[Bug] Fix Assertion error DeepEP/csrc/kernels/intranode.cu:928: 'false and Unsupported type' (#26532)

Signed-off-by: yewentao256 <zhyanwentao@126.com>
2026-03-16 13:57:12 +08:00 · 2025-10-13 18:26:37 -04:00 · 2025-10-13 18:26:37 -04:00 · 7200a21cd1
commit 7200a21cd1
parent 577c72a227
2 changed files with 5 additions and 1 deletions
--- a/vllm/model_executor/layers/fused_moe/deepep_ht_prepare_finalize.py
+++ b/vllm/model_executor/layers/fused_moe/deepep_ht_prepare_finalize.py
@ -336,7 +336,11 @@ class DeepEPHTPrepareAndFinalize(mk.FusedMoEPrepareAndFinalize):
                apply_router_weight_on_input=apply_router_weight_on_input,
            )
        dbo_yield_and_switch_from_compute_to_comm()
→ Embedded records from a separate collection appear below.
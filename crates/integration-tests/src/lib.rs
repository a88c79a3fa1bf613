//! Integration tests for Cartwheel.
//!
//! # Running Tests
//!
//! ```bash
//! cargo test -p cartwheel-integration-tests
//! ```
//!
//! # Test Categories
//!
//! - `cart_properties` - Property tests over arbitrary cart action sequences
//! - `shopping_flow` - Catalog mount, detail view, cart and checkout end to end
//!
//! This library holds the shared fixtures.

use std::cell::RefCell;
use std::rc::Rc;

use cartwheel_core::{Price, Product, ProductId};
use cartwheel_storefront::cart::CartStore;
use cartwheel_storefront::checkout::{Navigator, Notifier, Screen};

/// Build a product with a predictable title and image.
#[must_use]
pub fn product(id: u32, cents: u32) -> Product {
    Product {
        id: ProductId::new(id),
        title: format!("Product {id}"),
        price: Price::from_cents(cents),
        description: format!("Description of product {id}"),
        category: "electronics".to_string(),
        image: format!("https://img.example/{id}.jpg"),
    }
}

/// A catalog response body shaped like the public product API.
pub const CATALOG_BODY: &str = r#"[
    {"id": 1, "title": "Fjallraven - Foldsack No. 1 Backpack", "price": 109.95,
     "description": "Your perfect pack for everyday use and walks in the forest.",
     "category": "men's clothing",
     "image": "https://fakestoreapi.com/img/81fPKd-2AYL._AC_SL1500_.jpg",
     "rating": {"rate": 3.9, "count": 120}},
    {"id": 2, "title": "Mens Casual Premium Slim Fit T-Shirts", "price": 22.3,
     "description": "Slim-fitting style, contrast raglan long sleeve.",
     "category": "men's clothing",
     "image": "https://fakestoreapi.com/img/71-3HjGNDUL._AC_SY879._SX._UX._SY._UY_.jpg",
     "rating": {"rate": 4.1, "count": 259}},
    {"id": 5, "title": "John Hardy Women's Legends Naga Bracelet", "price": 695,
     "description": "From our Legends Collection.",
     "category": "jewelery",
     "image": "https://fakestoreapi.com/img/71pWzhdJNwL._AC_UL640_QL65_ML3_.jpg",
     "rating": {"rate": 4.6, "count": 400}}
]"#;

/// Something a collaborator was asked to do, with the number of cart rows
/// it could see at that moment.
#[derive(Debug, Clone, PartialEq, Eq)]
pub enum Event {
    Notified { message: String, cart_len: usize },
    Navigated { screen: Screen, cart_len: usize },
}

/// Collaborator double that records every navigation and notice.
///
/// Clones share one log, so passing the same recorder as both navigator and
/// notifier captures their relative order.
#[derive(Debug, Clone, Default)]
pub struct Recorder {
    log: Rc<RefCell<Vec<Event>>>,
}

impl Recorder {
    #[must_use]
    pub fn events(&self) -> Vec<Event> {
        self.log.borrow().clone()
    }
}

impl Navigator for Recorder {
    fn navigate(&mut self, screen: Screen, cart: &CartStore) {
        self.log.borrow_mut().push(Event::Navigated {
            screen,
            cart_len: cart.len(),
        });
    }
}

impl Notifier for Recorder {
    fn notify(&mut self, message: &str, cart: &CartStore) {
        self.log.borrow_mut().push(Event::Notified {
            message: message.to_string(),
            cart_len: cart.len(),
        });
    }
}
//! Display-ready cart snapshots.

use cartwheel_core::{Price, ProductId};
use serde::Serialize;

use super::store::{CartEntry, CartStore};

/// Message shown in place of the item list when the cart has no entries.
pub const EMPTY_CART_MESSAGE: &str = "Your cart is empty.";

/// Cart item display data.
#[derive(Debug, Clone, PartialEq, Eq, Serialize)]
pub struct CartItemView {
    pub id: ProductId,
    pub title: String,
    pub image: String,
    pub quantity: u32,
    /// Unit price, e.g. `"$10.00"`.
    pub price: String,
    /// Unit price times quantity, e.g. `"$20.00"`.
    pub line_price: String,
}

/// Cart display data.
#[derive(Debug, Clone, PartialEq, Eq, Serialize)]
pub struct CartView {
    pub items: Vec<CartItemView>,
    /// Total price rounded to cents, e.g. `"$25.50"`.
    pub subtotal: String,
    /// Total number of units across all rows.
    pub item_count: u64,
}

impl CartView {
    /// Create an empty cart.
    #[must_use]
    pub fn empty() -> Self {
        Self {
            items: Vec::new(),
            subtotal: Price::ZERO.to_string(),
            item_count: 0,
        }
    }

    /// Whether there is anything to show. The checkout footer is only
    /// rendered when this is `false`.
    #[must_use]
    pub fn is_empty(&self) -> bool {
        self.items.is_empty()
    }

    /// Text shown in place of the item list, if any.
    #[must_use]
    pub fn empty_message(&self) -> Option<&'static str> {
        self.is_empty().then_some(EMPTY_CART_MESSAGE)
    }

    /// Footer label, e.g. `"Total: $25.50"`.
    #[must_use]
    pub fn total_label(&self) -> String {
        format!("Total: {}", self.subtotal)
    }
}

impl From<&CartEntry> for CartItemView {
    fn from(entry: &CartEntry) -> Self {
        Self {
            id: entry.id,
            title: entry.title.clone(),
            image: entry.image.clone(),
            quantity: entry.quantity,
            price: entry.price.to_string(),
            line_price: entry.line_total().to_string(),
        }
    }
}

impl From<&CartStore> for CartView {
    fn from(store: &CartStore) -> Self {
        Self {
            items: store.items().map(CartItemView::from).collect(),
            subtotal: store.total_price().to_string(),
            item_count: store.total_quantity(),
        }
    }
}

#[cfg(test)]
mod tests {
    use cartwheel_core::Product;

    use super::*;

    fn product(id: u32, cents: u32) -> Product {
        Product {
            id: ProductId::new(id),
            title: format!("Product {id}"),
            price: Price::from_cents(cents),
            description: String::new(),
            category: String::new(),
            image: String::new(),
        }
    }

    #[test]
    fn test_empty_view() {
        let view = CartView::empty();
        assert!(view.is_empty());
        assert_eq!(view.subtotal, "$0.00");
        assert_eq!(view, CartView::from(&CartStore::new()));
    }

    #[test]
    fn test_empty_message_only_for_empty_cart() {
        let mut store = CartStore::new();
        assert_eq!(
            CartView::from(&store).empty_message(),
            Some("Your cart is empty.")
        );

        store.add_to_cart(&product(1, 1000));
        assert_eq!(CartView::from(&store).empty_message(), None);

        store.decrement_quantity(ProductId::new(1));
        assert_eq!(
            CartView::from(&store).empty_message(),
            Some(EMPTY_CART_MESSAGE)
        );
    }

    #[test]
    fn test_view_formats_prices() {
        let mut store = CartStore::new();
        store.add_to_cart(&product(1, 1000));
        store.add_to_cart(&product(1, 1000));
        store.add_to_cart(&product(2, 550));

        let view = CartView::from(&store);
        assert_eq!(view.item_count, 3);
        assert_eq!(view.subtotal, "$25.50");
        assert_eq!(view.total_label(), "Total: $25.50");

        let first = view.items.first();
        assert_eq!(first.map(|i| i.price.as_str()), Some("$10.00"));
        assert_eq!(first.map(|i| i.line_price.as_str()), Some("$20.00"));
        assert_eq!(first.map(|i| i.quantity), Some(2));
    }
}
//! Unified error handling.
//!
//! Provides a unified `AppError` type that wraps the per-concern errors so
//! hosts embedding the storefront can propagate everything with `?`. Cart
//! store operations themselves never fail and do not appear here.

use thiserror::Error;

use crate::catalog::CatalogError;
use crate::checkout::CheckoutError;
use crate::config::ConfigError;

/// Application-level error type for the storefront.
#[derive(Debug, Error)]
pub enum AppError {
    /// Configuration could not be loaded.
    #[error("Config error: {0}")]
    Config(#[from] ConfigError),

    /// The product catalog could not be read.
    #[error("Catalog error: {0}")]
    Catalog(#[from] CatalogError),

    /// Checkout was refused.
    #[error("Checkout error: {0}")]
    Checkout(#[from] CheckoutError),

    /// The global tracing subscriber could not be installed.
    #[error("Telemetry error: {0}")]
    Telemetry(#[from] tracing_subscriber::util::TryInitError),
}

/// Result type alias for `AppError`.
pub type Result<T> = std::result::Result<T, AppError>;

#[cfg(test)]
mod tests {
    use super::*;

    #[test]
    fn test_app_error_display() {
        let err = AppError::from(CheckoutError::EmptyCart);
        assert_eq!(
            err.to_string(),
            "Checkout error: cannot check out an empty cart"
        );

        let err = AppError::from(CatalogError::Unavailable("timeout".to_string()));
        assert_eq!(
            err.to_string(),
            "Catalog error: catalog unavailable: timeout"
        );

        let err = AppError::from(ConfigError::InvalidEnvVar(
            "CARTWHEEL_LOG_FORMAT".to_string(),
            "bad".to_string(),
        ));
        assert_eq!(
            err.to_string(),
            "Config error: Invalid environment variable CARTWHEEL_LOG_FORMAT: bad"
        );
    }
}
+        assert fused_expert_output.dtype == torch.bfloat16, (
+            f"Expected fused_expert_output bfloat16, got {fused_expert_output.dtype}"
+        )
        combined_x, _, event = self.buffer.combine(
+            # HT combine only supports BF16
            x=fused_expert_output,
            handle=handle,
            topk_weights=None,
--- a/vllm/model_executor/layers/fused_moe/modular_kernel.py
+++ b/vllm/model_executor/layers/fused_moe/modular_kernel.py
@ -984,7 +984,7 @@ class FusedMoEModularKernel(torch.nn.Module):
            assert num_chunks == 0
            workspace13 = None
            workspace2 = None
-            fused_out = torch.empty_like(a1q)
+            fused_out = torch.empty_like(a1q, dtype=in_dtype)
        else:
            assert num_chunks > 0
            workspace13, workspace2, fused_out = self._allocate_buffers(